**WORK ORDER:**
The answer must consist of each line below that contains the string "Setter".

**MATERIAL PROVIDED:**
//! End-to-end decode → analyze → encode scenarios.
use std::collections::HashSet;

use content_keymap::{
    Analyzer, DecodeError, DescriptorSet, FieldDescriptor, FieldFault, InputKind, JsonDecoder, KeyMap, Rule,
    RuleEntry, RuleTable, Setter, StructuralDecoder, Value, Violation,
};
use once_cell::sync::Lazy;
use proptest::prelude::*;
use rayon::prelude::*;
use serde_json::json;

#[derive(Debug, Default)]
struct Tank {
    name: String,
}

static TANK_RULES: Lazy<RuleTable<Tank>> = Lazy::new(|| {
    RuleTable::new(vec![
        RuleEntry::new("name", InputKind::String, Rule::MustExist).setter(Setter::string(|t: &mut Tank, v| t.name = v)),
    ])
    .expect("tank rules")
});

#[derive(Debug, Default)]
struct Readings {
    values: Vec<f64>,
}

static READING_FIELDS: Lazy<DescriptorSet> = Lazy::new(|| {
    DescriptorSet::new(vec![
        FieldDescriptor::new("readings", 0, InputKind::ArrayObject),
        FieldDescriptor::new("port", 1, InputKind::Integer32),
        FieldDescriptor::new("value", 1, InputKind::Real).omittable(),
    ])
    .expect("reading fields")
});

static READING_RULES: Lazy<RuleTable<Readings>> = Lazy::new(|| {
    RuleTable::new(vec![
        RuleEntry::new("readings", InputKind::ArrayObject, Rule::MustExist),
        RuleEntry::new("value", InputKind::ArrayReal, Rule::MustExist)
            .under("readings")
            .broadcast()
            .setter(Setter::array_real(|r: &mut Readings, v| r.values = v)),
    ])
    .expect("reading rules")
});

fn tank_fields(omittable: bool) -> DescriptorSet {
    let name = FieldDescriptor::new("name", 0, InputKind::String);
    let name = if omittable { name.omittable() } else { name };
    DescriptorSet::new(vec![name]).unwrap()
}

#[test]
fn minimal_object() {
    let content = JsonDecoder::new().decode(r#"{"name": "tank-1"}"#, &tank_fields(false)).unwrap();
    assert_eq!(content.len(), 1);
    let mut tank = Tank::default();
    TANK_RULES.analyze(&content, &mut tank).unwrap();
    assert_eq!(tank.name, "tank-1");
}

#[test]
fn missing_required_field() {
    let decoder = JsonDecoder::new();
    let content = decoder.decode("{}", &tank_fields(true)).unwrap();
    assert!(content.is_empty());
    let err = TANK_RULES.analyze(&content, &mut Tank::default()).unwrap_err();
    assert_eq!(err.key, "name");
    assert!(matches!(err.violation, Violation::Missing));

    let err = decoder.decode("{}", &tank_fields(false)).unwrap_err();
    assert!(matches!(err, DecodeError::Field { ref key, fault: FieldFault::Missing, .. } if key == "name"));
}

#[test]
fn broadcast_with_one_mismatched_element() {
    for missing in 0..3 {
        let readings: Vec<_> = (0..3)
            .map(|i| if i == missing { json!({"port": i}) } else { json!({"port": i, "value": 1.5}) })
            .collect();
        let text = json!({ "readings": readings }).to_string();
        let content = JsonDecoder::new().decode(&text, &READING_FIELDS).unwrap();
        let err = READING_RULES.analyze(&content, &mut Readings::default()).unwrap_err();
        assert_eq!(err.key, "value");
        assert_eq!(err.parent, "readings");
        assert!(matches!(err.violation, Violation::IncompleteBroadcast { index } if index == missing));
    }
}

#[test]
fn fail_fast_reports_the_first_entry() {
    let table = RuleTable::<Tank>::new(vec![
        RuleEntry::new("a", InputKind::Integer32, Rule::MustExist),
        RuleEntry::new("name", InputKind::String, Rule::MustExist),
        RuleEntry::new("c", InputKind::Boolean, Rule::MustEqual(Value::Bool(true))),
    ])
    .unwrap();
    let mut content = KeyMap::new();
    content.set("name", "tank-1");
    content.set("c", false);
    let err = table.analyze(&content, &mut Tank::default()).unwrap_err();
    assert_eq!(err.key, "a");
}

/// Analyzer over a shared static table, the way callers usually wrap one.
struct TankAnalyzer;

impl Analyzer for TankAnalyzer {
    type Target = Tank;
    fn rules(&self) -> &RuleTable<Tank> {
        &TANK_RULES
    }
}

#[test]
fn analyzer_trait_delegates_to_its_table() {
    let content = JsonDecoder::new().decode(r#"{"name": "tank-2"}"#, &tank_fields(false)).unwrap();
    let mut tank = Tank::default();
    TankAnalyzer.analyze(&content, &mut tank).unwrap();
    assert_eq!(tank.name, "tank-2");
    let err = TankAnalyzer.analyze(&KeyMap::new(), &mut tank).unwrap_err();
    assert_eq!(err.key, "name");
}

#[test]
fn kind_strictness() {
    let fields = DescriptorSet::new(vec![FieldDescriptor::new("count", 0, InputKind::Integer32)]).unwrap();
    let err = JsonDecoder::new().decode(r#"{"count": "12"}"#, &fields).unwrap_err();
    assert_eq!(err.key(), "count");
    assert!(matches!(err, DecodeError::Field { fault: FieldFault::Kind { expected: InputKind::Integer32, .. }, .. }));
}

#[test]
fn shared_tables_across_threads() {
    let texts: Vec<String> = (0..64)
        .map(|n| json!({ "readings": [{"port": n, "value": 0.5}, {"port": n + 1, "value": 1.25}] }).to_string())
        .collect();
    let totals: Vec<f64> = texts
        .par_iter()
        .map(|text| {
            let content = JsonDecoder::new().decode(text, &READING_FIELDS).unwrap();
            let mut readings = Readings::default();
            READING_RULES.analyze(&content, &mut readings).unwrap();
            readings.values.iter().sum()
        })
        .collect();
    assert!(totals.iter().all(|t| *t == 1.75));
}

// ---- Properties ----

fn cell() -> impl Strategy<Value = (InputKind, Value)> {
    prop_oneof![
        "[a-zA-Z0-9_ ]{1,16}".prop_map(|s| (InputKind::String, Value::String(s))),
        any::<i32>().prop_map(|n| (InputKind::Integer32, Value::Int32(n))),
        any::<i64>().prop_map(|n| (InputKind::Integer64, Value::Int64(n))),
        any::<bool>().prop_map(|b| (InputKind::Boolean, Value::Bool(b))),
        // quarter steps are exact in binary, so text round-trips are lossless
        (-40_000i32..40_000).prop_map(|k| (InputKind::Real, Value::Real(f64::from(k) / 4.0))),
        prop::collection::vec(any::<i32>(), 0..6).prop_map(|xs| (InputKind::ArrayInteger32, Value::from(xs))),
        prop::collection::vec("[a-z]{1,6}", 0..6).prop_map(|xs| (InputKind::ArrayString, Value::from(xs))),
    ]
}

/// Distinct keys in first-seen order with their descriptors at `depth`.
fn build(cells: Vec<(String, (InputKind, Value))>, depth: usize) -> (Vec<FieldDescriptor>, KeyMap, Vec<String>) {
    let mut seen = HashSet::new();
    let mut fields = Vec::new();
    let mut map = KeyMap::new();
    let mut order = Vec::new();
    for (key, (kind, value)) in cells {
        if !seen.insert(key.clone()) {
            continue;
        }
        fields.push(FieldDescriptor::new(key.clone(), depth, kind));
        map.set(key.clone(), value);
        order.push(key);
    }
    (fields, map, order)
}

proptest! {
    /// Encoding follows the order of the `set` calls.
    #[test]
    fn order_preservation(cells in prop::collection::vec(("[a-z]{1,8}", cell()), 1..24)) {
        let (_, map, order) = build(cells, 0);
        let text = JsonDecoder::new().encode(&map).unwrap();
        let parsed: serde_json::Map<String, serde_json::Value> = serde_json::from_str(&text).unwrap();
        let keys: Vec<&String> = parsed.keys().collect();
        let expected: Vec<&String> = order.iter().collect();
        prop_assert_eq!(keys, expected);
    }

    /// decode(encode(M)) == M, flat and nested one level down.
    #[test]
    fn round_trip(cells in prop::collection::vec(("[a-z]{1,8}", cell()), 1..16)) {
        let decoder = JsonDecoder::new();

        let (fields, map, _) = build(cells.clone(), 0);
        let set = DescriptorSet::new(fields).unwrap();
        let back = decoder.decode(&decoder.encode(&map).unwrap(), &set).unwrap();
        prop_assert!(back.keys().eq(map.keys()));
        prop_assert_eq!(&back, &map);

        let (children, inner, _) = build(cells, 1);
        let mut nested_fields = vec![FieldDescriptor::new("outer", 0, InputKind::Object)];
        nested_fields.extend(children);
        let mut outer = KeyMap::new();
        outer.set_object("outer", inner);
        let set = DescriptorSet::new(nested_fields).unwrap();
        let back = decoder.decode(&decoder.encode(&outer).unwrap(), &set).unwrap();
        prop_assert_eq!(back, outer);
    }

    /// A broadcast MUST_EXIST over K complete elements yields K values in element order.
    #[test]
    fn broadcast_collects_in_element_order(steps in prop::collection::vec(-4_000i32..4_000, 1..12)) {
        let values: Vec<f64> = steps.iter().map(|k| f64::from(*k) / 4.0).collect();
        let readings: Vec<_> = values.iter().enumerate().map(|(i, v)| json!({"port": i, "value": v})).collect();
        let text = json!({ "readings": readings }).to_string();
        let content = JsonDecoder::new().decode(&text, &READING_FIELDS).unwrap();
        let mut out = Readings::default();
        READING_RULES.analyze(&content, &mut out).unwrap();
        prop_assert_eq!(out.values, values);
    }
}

**WRITTEN ANSWER:**
    RuleEntry, RuleTable, Setter, StructuralDecoder, Value, Violation,
        RuleEntry::new("name", InputKind::String, Rule::MustExist).setter(Setter::string(|t: &mut Tank, v| t.name = v)),
            .setter(Setter::array_real(|r: &mut Readings, v| r.values = v)),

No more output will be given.